Under the instruction manual.

Three bags of LEGO.

Two final comments on the manual itself. First, the LEGO logo on the front cover is courtesy of Second, throughout all my painstaking work, I somehow managed to miss that I had used 25th November (25/11) instead of 25th October (25/10) as the basis of the model number…

I didn’t spot this until I actually gave the present to my lady friend. I felt rather sheepish but happily she was simply bemused by my mistake, almost certainly on account of all the rest being so very mighty. I’ve left the model number as 2511 (instead of changing it to 2510) as a reminder of my own foolishness.

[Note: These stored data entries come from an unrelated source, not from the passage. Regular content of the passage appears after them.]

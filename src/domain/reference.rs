//! Static trading-plan reference: kill-zone windows in Berlin time, the rules
//! for each setup and the plan's standing rules. Display data only.

use crate::domain::trade::{Session, SetupType, TimeZone};

#[derive(Debug, Clone, Copy, PartialEq, Eq)]
pub struct SetupRules {
    pub description: &'static str,
    pub pairs: &'static str,
    pub session: &'static str,
    /// Numbered steps, one per line.
    pub entry: &'static str,
    pub stop_loss: &'static str,
    pub take_profit: &'static str,
    pub notes: &'static str,
}

pub const CRITICAL_RULES: [&str; 8] = [
    "Trade only during kill zones",
    "Skip first 15 min of each session",
    "Max 2-3 quality setups per day",
    "Stop after 2 wins or 1 full loss",
    "Tight stops: FX 5-15 pips, XAU 0.5-1.5$",
    "Minimum 1:2 R:R on every trade",
    "Journal every trade with screenshot",
    "No trading 5 min before high-impact news",
];

impl Session {
    /// Local Berlin window for the session under the given offset.
    pub fn window(self, tz: TimeZone) -> &'static str {
        match (self, tz) {
            (Session::LondonKillZone, TimeZone::Cet) => "08:00 - 11:00",
            (Session::LondonKillZone, TimeZone::Cest) => "09:00 - 12:00",
            (Session::NewYorkKillZone, TimeZone::Cet) => "14:30 - 17:00",
            (Session::NewYorkKillZone, TimeZone::Cest) => "15:30 - 18:00",
            (Session::NyPmSession, TimeZone::Cet) => "19:00 - 21:00",
            (Session::NyPmSession, TimeZone::Cest) => "20:00 - 22:00",
            (Session::AsianSession, TimeZone::Cet) => "02:00 - 07:00",
            (Session::AsianSession, TimeZone::Cest) => "03:00 - 08:00",
        }
    }
}

const LIQUIDITY_GRAB_MSS: SetupRules = SetupRules {
    description: "Price sweeps liquidity (Asian high/low) then reverses with market structure shift",
    pairs: "GBPUSD, EURUSD",
    session: "London Kill Zone",
    entry: "1. Wait for liquidity sweep\n2. Confirm MSS (break of structure)\n3. Enter on FVG or Order Block\n4. Skip first 15 min of session",
    stop_loss: "Above/below the liquidity sweep wick (5-15 pips)",
    take_profit: "Target opposite liquidity or 1:2 to 1:3 RR",
    notes: "Best during London open. Avoid if no clear Asian range.",
};

const SILVER_BULLET: SetupRules = SetupRules {
    description: "High-probability reversal/continuation setup during NY kill zone",
    pairs: "XAUUSD, GBPUSD",
    session: "New York Kill Zone",
    entry: "1. Identify NY session bias\n2. Wait for liquidity grab\n3. Enter after MSS + FVG forms\n4. Must be within 14:30-17:00 CET / 15:30-18:00 CEST",
    stop_loss: "Beyond the swing point (XAUUSD: 0.5-1.5$, FX: 5-15 pips)",
    take_profit: "Target 1:2 minimum, scale out at 1:2 and 1:3",
    notes: "One of the highest win-rate setups. Trade only during kill zone window.",
};

const FVG_CONTINUATION: SetupRules = SetupRules {
    description: "Join existing trend after displacement creates fair value gap",
    pairs: "XAUUSD, GBPUSD, EURUSD",
    session: "London or New York Kill Zone",
    entry: "1. Identify strong directional move\n2. Wait for pullback into FVG\n3. Enter on bounce from FVG\n4. Confirm with lower timeframe MSS",
    stop_loss: "Below/above FVG (tight stops)",
    take_profit: "1:2 to 1:3, or next liquidity pool",
    notes: "Works best in trending conditions. Skip if FVG is too large (>20 pips).",
};

const BREAKAWAY_GAP: SetupRules = SetupRules {
    description: "Gap created during high-momentum breakout, rarely fills",
    pairs: "XAUUSD, GBPUSD",
    session: "Any Kill Zone",
    entry: "1. Identify clean breakout with gap\n2. Wait for minor pullback\n3. Enter on 50% gap retracement\n4. Must have volume confirmation",
    stop_loss: "Beyond gap high/low",
    take_profit: "Measured move or next structure",
    notes: "Rare setup. High conviction when it appears.",
};

const ORDER_BLOCK: SetupRules = SetupRules {
    description: "Last bullish/bearish candle before strong move, acts as support/resistance",
    pairs: "All pairs",
    session: "Any session",
    entry: "1. Mark last opposite candle before impulse\n2. Wait for price to return\n3. Enter on reaction (wick/engulf)\n4. Confirm with lower TF structure",
    stop_loss: "Beyond order block",
    take_profit: "1:2 minimum",
    notes: "Combine with FVG or liquidity sweep for higher probability.",
};

const MITIGATION_BLOCK: SetupRules = SetupRules {
    description: "Institutional order zone where price seeks liquidity before continuing",
    pairs: "All pairs",
    session: "Any Kill Zone",
    entry: "1. Identify unmitigated block\n2. Wait for price to tap zone\n3. Enter on rejection\n4. Confirm momentum shift",
    stop_loss: "5-10 pips beyond block",
    take_profit: "Next opposing block or 1:2 RR",
    notes: "Works best when aligned with higher timeframe bias.",
};

impl SetupType {
    pub fn rules(self) -> &'static SetupRules {
        match self {
            SetupType::LiquidityGrabMss => &LIQUIDITY_GRAB_MSS,
            SetupType::SilverBullet => &SILVER_BULLET,
            SetupType::FvgContinuation => &FVG_CONTINUATION,
            SetupType::BreakawayGap => &BREAKAWAY_GAP,
            SetupType::OrderBlock => &ORDER_BLOCK,
            SetupType::MitigationBlock => &MITIGATION_BLOCK,
        }
    }
}

#[cfg(test)]
mod tests {
    use super::*;

    #[test]
    fn summer_windows_are_one_hour_later() {
        for session in Session::ALL {
            let winter = session.window(TimeZone::Cet);
            let summer = session.window(TimeZone::Cest);
            let start_hour = |w: &str| w[..2].parse::<u32>().unwrap();
            assert_eq!(start_hour(summer), start_hour(winter) + 1, "{}", session);
        }
    }

    #[test]
    fn every_setup_has_four_entry_steps() {
        for setup in SetupType::ALL {
            let rules = setup.rules();
            assert_eq!(rules.entry.lines().count(), 4, "{}", setup);
            assert!(rules.entry.starts_with("1. "));
        }
    }

    #[test]
    fn silver_bullet_is_a_new_york_setup() {
        let rules = SetupType::SilverBullet.rules();
        assert_eq!(rules.session, Session::NewYorkKillZone.label());
    }
}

Finally, here are the instructions themselves:

Page 1
Page 2 Page 3
Page 4 Page 5
Page 6 Page 7
Page 8 Page 9
Page 10 Page 11
Page 12 Page 13
Page 14 Page 15
Page 16 Page 17
Page 18 Page 19
Page 20 Page 21
Page 22 Page 23
Page 24 Page 25
Page 26 Page 27
Page 28 Page 29
Page 30 Page 31
Page 32 Page 33
Page 34 Page 35
Page 36

And last of all, finally finally, some more photos of the actual model once built:

The completed model of the living room.

From my point of view.

Roof on top.

Finally finally finally, I bought enough bricks that I could build two models and got two instruction manuals printed and bought two boxes and stencilled numbers on two sets of plastic bags so that… both my lady friend and I have a version of this LEGO set! And when, on our actual anniversary, we could not be together on account of her being in Germany? We used Skype and an EyeToy connected to her PowerBook and a video camera connected to my MacBook and we built it together, watching each other play with LEGO… it was mighty.